The government lies to us all the time, the media is backed by laws that allow them to lie to the public…
yet when we lie to authorities we are arrested, fined and/or sent to prison.
It’s definitely time for a new revolution… let’s start by turning off our phones and tv’s, and stop on the freeway in your city at 8am, next monday, just enough time to have a coffee and donut … THAT will get their attention!
The only way to get kicked out of office is with a sex scandal.
anyone ever heard of chinagate? lewinski was just a diversion.
Here’s a justice story from the Center for Constitutional Rights:
“The Louisiana Board that licenses psychologists is facing a growing legal fight over torture and medical care at the infamous Guantanamo and Abu Ghraib prisons.
In 2003, Louisiana psychologist and retired colonel Larry James watched behind a one-way mirror in a U.S. prison camp while an interrogator and three prison guards wrestled a screaming near-naked man on the floor.
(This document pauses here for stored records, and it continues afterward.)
use serde::{Deserialize, Serialize};
use serde_json::Value;

/// Role of a message author in a chat conversation
#[derive(Debug, Clone, Copy, PartialEq, Eq, Serialize, Deserialize)]
#[serde(rename_all = "lowercase")]
pub enum MessageRole {
    System,
    User,
    Assistant,
}

/// A single message in a chat completion request
#[derive(Debug, Clone, PartialEq, Eq, Serialize, Deserialize)]
pub struct ChatMessage {
    pub role: MessageRole,
    pub content: String,
}

impl ChatMessage {
    pub fn system(content: impl Into<String>) -> Self {
        Self {
            role: MessageRole::System,
            content: content.into(),
        }
    }

    pub fn user(content: impl Into<String>) -> Self {
        Self {
            role: MessageRole::User,
            content: content.into(),
        }
    }

    pub fn assistant(content: impl Into<String>) -> Self {
        Self {
            role: MessageRole::Assistant,
            content: content.into(),
        }
    }
}

/// Parameters for a chat completion request (OpenAI wire format)
#[derive(Debug, Clone, PartialEq, Serialize, Deserialize)]
pub struct ChatCompletionParams {
    /// Model ID to use for the completion
    pub model: String,

    /// List of messages comprising the conversation so far
    pub messages: Vec<ChatMessage>,

    /// Maximum number of tokens to generate
    #[serde(skip_serializing_if = "Option::is_none")]
    pub max_tokens: Option<u32>,

    /// Sampling temperature between 0 and 2
    #[serde(skip_serializing_if = "Option::is_none")]
    pub temperature: Option<f64>,
}

/// Token usage reported by the provider.
///
/// Providers are inconsistent about which counters they return, so every
/// field is optional.
#[derive(Debug, Clone, Copy, Default, PartialEq, Eq, Serialize, Deserialize)]
pub struct TokenUsage {
    #[serde(default, skip_serializing_if = "Option::is_none")]
    pub prompt_tokens: Option<u32>,
    #[serde(default, skip_serializing_if = "Option::is_none")]
    pub completion_tokens: Option<u32>,
    #[serde(default, skip_serializing_if = "Option::is_none")]
    pub total_tokens: Option<u32>,
}

impl TokenUsage {
    pub fn new(prompt_tokens: u32, completion_tokens: u32) -> Self {
        Self {
            prompt_tokens: Some(prompt_tokens),
            completion_tokens: Some(completion_tokens),
            total_tokens: Some(prompt_tokens + completion_tokens),
        }
    }

    /// Read whichever counters are non-negative integers; `None` unless `value` is an object
    pub fn from_json(value: &Value) -> Option<Self> {
        let usage = value.as_object()?;
        let counter = |name: &str| {
            usage
                .get(name)
                .and_then(Value::as_u64)
                .and_then(|n| u32::try_from(n).ok())
        };
        Some(Self {
            prompt_tokens: counter("prompt_tokens"),
            completion_tokens: counter("completion_tokens"),
            total_tokens: counter("total_tokens"),
        })
    }
}

/// Message returned inside a completion choice
#[derive(Debug, Clone, Default, PartialEq, Serialize, Deserialize)]
pub struct ChatResponseMessage {
    #[serde(default, skip_serializing_if = "Option::is_none")]
    pub role: Option<String>,
    #[serde(default)]
    pub content: Option<String>,
}

#[derive(Debug, Clone, Default, PartialEq, Serialize, Deserialize)]
pub struct ChatCompletionResponseChoice {
    #[serde(default)]
    pub index: Option<u32>,
    #[serde(default)]
    pub message: Option<ChatResponseMessage>,
    #[serde(default, skip_serializing_if = "Option::is_none")]
    pub finish_reason: Option<String>,
}

/// Chat completion response envelope.
///
/// Parsed leniently: a 2xx body that lacks any of these fields still decodes.
#[derive(Debug, Clone, Default, PartialEq, Serialize, Deserialize)]
pub struct ChatCompletionResponse {
    #[serde(default, skip_serializing_if = "Option::is_none")]
    pub id: Option<String>,

    /// Model that actually served the request (may differ from the requested one)
    #[serde(default, skip_serializing_if = "Option::is_none")]
    pub model: Option<String>,

    #[serde(default)]
    pub choices: Option<Vec<ChatCompletionResponseChoice>>,

    #[serde(default, skip_serializing_if = "Option::is_none")]
    pub usage: Option<TokenUsage>,
}

impl ChatCompletionResponse {
    /// Decode an upstream body without rejecting it for its shape.
    ///
    /// Only `choices[0].message.content` matters to callers; it is kept when it
    /// is a string. `id`, `model` and `usage` are copied when they have the
    /// expected type and dropped otherwise.
    pub fn from_json(body: &Value) -> Self {
        let string_at = |pointer: &str| {
            body.pointer(pointer)
                .and_then(Value::as_str)
                .map(str::to_string)
        };

        let choices = body.pointer("/choices/0").map(|_| {
            vec![ChatCompletionResponseChoice {
                index: body
                    .pointer("/choices/0/index")
                    .and_then(Value::as_u64)
                    .and_then(|n| u32::try_from(n).ok()),
                message: Some(ChatResponseMessage {
                    role: string_at("/choices/0/message/role"),
                    content: string_at("/choices/0/message/content"),
                }),
                finish_reason: string_at("/choices/0/finish_reason"),
            }]
        });

        Self {
            id: string_at("/id"),
            model: string_at("/model"),
            choices,
            usage: body.get("usage").and_then(TokenUsage::from_json),
        }
    }

    /// Content of the first choice, if the provider returned any
    pub fn first_content(&self) -> Option<&str> {
        self.choices
            .as_deref()?
            .first()?
            .message
            .as_ref()?
            .content
            .as_deref()
    }
}

/// Errors raised while talking to an inference provider
#[derive(Debug, thiserror::Error)]
pub enum CompletionError {
    #[error("Failed to reach provider: {0}")]
    Transport(String),

    #[error("Provider returned HTTP {status_code}: {message}")]
    HttpError { status_code: u16, message: String },

    #[error("Invalid response format: {0}")]
    InvalidResponse(String),

    #[error("Invalid provider configuration: {0}")]
    InvalidConfig(String),
}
The prisoner had been forced into pink women’s panties, lipstick and a wig; the men then pinned the prisoner to the floor in an effort “to outfit him with the matching pink nightgown.” As he recounts in his memoir, Fixing Hell, Dr. James initially chose not to respond. He “opened [his] thermos, poured a cup of coffee, and watched the episode play out, hoping it would take a better turn and not wanting to interfere without good reason…”
http://ccrjustice.org/hell-and-dr.-james%3A-when-gitmo-and-abu-ghraib-come-home
Although he claims to eventually find “good reason” to intervene, the Army colonel never reported the incident or even so much as reprimanded men who had engaged in activities that constituted war crimes.”